The only request included in the instant motions and not addressed on the merits in Sheryll Mizell's prior applications is her prayer for relief from the November 26th order pursuant to CPLR § 5015 (a)(1) through (4). Under those sections, a court may relieve a party from an order upon the following grounds: (1) excusable default, if such motion is made within one year after service of a copy of the judgment or order with written notice of its entry upon the moving party; (2) newly discovered evidence which, if introduced at the trial, would probably have produced a different result; (3) fraud, misrepresentation or other misconduct of an adverse party; or (4) if the court lacked jurisdiction to render the judgment or order.

CPLR § 5015 (a)(1) is not an applicable section of the law for Sheryll Mizell to utilize to challenge the November 26th order. CPLR § 5015(a)(1) contemplates a situation in which an order or judgment is entered on default and a party has not had an opportunity to be heard on the merits. However, Sheryll Mizell submitted written opposition to the plaintiff's motion for summary judgment and order of reference on June 7, 2010. Consequently, the November 26th order, with respect to Sheryll Mizell, was not issued on default (see generally Omega Diagnostic Imaging, P.C. v MVAIC, 30 Misc 3d 143(A) [App Term 2d, 11th, § 13th Jud. Dist. 2011]; M & C Bros., Inc. v Torum, 75 AD3d 869 [3d Dept 2010]).

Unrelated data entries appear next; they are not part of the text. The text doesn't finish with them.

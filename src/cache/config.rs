//! Cache configuration.
//!
//! Built from the `[cache]` section of `menu-cache.toml` (see `crate::config`), or
//! directly in code by embedding applications and tests.

use std::time::Duration;

use serde::Deserialize;

const DEFAULT_RESPONSE_TTL_SECS: u64 = 300;
const DEFAULT_QUERY_TTL_SECS: u64 = 600;
const DEFAULT_SWEEP_INTERVAL_SECS: u64 = 60;
const DEFAULT_MAX_BODY_BYTES: usize = 1024 * 1024;

/// Mutating requests whose path contains `pattern` invalidate `tables`.
#[derive(Debug, Clone, PartialEq, Eq, Deserialize)]
pub struct InvalidationRule {
    pub pattern: String,
    pub tables: Vec<String>,
}

/// Responses cached for paths containing `pattern` are filed under `tags`.
#[derive(Debug, Clone, PartialEq, Eq, Deserialize)]
pub struct RouteTags {
    pub pattern: String,
    pub tags: Vec<String>,
}

#[derive(Debug, Clone)]
pub struct CacheConfig {
    /// Serve and store responses. Invalidation runs regardless.
    pub enabled: bool,
    pub response_ttl: Duration,
    pub query_ttl: Duration,
    pub sweep_interval: Duration,
    /// Responses whose body may exceed this are passed through uncached.
    pub max_body_bytes: usize,
    /// Checked in registration order.
    pub invalidation: Vec<InvalidationRule>,
    pub routes: Vec<RouteTags>,
}

impl Default for CacheConfig {
    fn default() -> Self {
        Self {
            enabled: true,
            response_ttl: Duration::from_secs(DEFAULT_RESPONSE_TTL_SECS),
            query_ttl: Duration::from_secs(DEFAULT_QUERY_TTL_SECS),
            sweep_interval: Duration::from_secs(DEFAULT_SWEEP_INTERVAL_SECS),
            max_body_bytes: DEFAULT_MAX_BODY_BYTES,
            invalidation: Vec::new(),
            routes: Vec::new(),
        }
    }
}

impl From<&crate::config::CacheSettings> for CacheConfig {
    fn from(settings: &crate::config::CacheSettings) -> Self {
        Self {
            enabled: settings.enabled,
            response_ttl: settings.response_ttl,
            query_ttl: settings.query_ttl,
            sweep_interval: settings.sweep_interval,
            max_body_bytes: settings.max_body_bytes.get(),
            invalidation: settings.invalidation.clone(),
            routes: settings.routes.clone(),
        }
    }
}

impl CacheConfig {
    /// Tables to invalidate after a mutation of `path`, deduplicated, in rule order.
    pub fn tables_for(&self, path: &str) -> Vec<&str> {
        collect_matching(
            self.invalidation
                .iter()
                .map(|rule| (rule.pattern.as_str(), rule.tables.as_slice())),
            path,
        )
    }

    /// Tags for a response cached under `path`. Empty when no route matches.
    pub fn tags_for(&self, path: &str) -> Vec<&str> {
        collect_matching(
            self.routes
                .iter()
                .map(|route| (route.pattern.as_str(), route.tags.as_slice())),
            path,
        )
    }
}

fn collect_matching<'a, I>(rules: I, path: &str) -> Vec<&'a str>
where
    I: Iterator<Item = (&'a str, &'a [String])>,
{
    let mut names: Vec<&str> = Vec::new();
    for (pattern, values) in rules {
        if !path.contains(pattern) {
            continue;
        }
        for value in values {
            if !names.contains(&value.as_str()) {
                names.push(value.as_str());
            }
        }
    }
    names
}

#[cfg(test)]
mod tests {
    use super::*;

    fn config() -> CacheConfig {
        CacheConfig {
            invalidation: vec![
                InvalidationRule {
                    pattern: "/api/menus".to_string(),
                    tables: vec!["menus".to_string(), "items".to_string()],
                },
                InvalidationRule {
                    pattern: "/items".to_string(),
                    tables: vec!["items".to_string()],
                },
            ],
            routes: vec![RouteTags {
                pattern: "/api/menus".to_string(),
                tags: vec!["menus".to_string()],
            }],
            ..Default::default()
        }
    }

    #[test]
    fn default_values() {
        let config = CacheConfig::default();
        assert!(config.enabled);
        assert_eq!(config.response_ttl, Duration::from_secs(300));
        assert_eq!(config.query_ttl, Duration::from_secs(600));
        assert_eq!(config.sweep_interval, Duration::from_secs(60));
        assert_eq!(config.max_body_bytes, 1024 * 1024);
    }

    #[test]
    fn tables_match_by_substring_and_deduplicate() {
        let config = config();
        assert_eq!(
            config.tables_for("/api/menus/7/items"),
            vec!["menus", "items"]
        );
        assert_eq!(config.tables_for("/api/orders/7/items"), vec!["items"]);
        assert!(config.tables_for("/api/orders").is_empty());
    }

    #[test]
    fn unregistered_routes_have_no_tags() {
        let config = config();
        assert_eq!(config.tags_for("/api/menus?page=1"), vec!["menus"]);
        assert!(config.tags_for("/healthz").is_empty());
    }
}
//! Cross-cache invalidation facade.

use std::sync::Arc;

use metrics::counter;
use tracing::info;

use super::query::QueryCache;
use super::response::ResponseCache;

const METRIC_INVALIDATIONS: &str = "menu_cache_invalidation_total";

/// Outcome of invalidating one table across both caches.
#[derive(Debug, Clone, Copy, Default, PartialEq, Eq)]
pub struct Invalidated {
    pub responses: usize,
    pub queries: usize,
}

/// Invalidates the response and query caches together. Holds no state of its own.
#[derive(Clone)]
pub struct CacheInvalidator {
    responses: Arc<ResponseCache>,
    queries: Arc<QueryCache>,
}

impl CacheInvalidator {
    pub fn new(responses: Arc<ResponseCache>, queries: Arc<QueryCache>) -> Self {
        Self { responses, queries }
    }

    /// Flush everything.
    pub fn invalidate_all(&self) {
        self.responses.clear_all();
        self.queries.invalidate_all();
        counter!(METRIC_INVALIDATIONS, "scope" => "all").increment(1);
        info!("flushed response and query caches");
    }

    /// Drop query results depending on `table` and responses tagged with it.
    pub fn invalidate_table(&self, table: &str) -> Invalidated {
        let outcome = Invalidated {
            queries: self.queries.invalidate_table(table),
            responses: self.responses.invalidate_by_tag(table),
        };
        counter!(METRIC_INVALIDATIONS, "scope" => "table").increment(1);
        outcome
    }
}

Sheryll Mizell has also failed to set forth arguments or proffer any evidence that would warrant relief from the November 26th order under CPLR § 5015 (a)(2), (3), or (4). Her argument that the decision was "arbitrary and capricious" is misplaced, because the arbitrary and capricious standard of review is generally utilized by courtswhen evaluating the rationality, or lack thereof, of certain forms of administrative determinations (Halperin v City of New Rochelle, 24 AD3d 768 9 [2d Dept 2005]). Sheryll Mizell's moving papers included challenges to the substantive legal underpinnings of the decision and allegations that the court was not fair and impartial. However, this court is without the authority or is precluded as a matter of law from addressing those issues.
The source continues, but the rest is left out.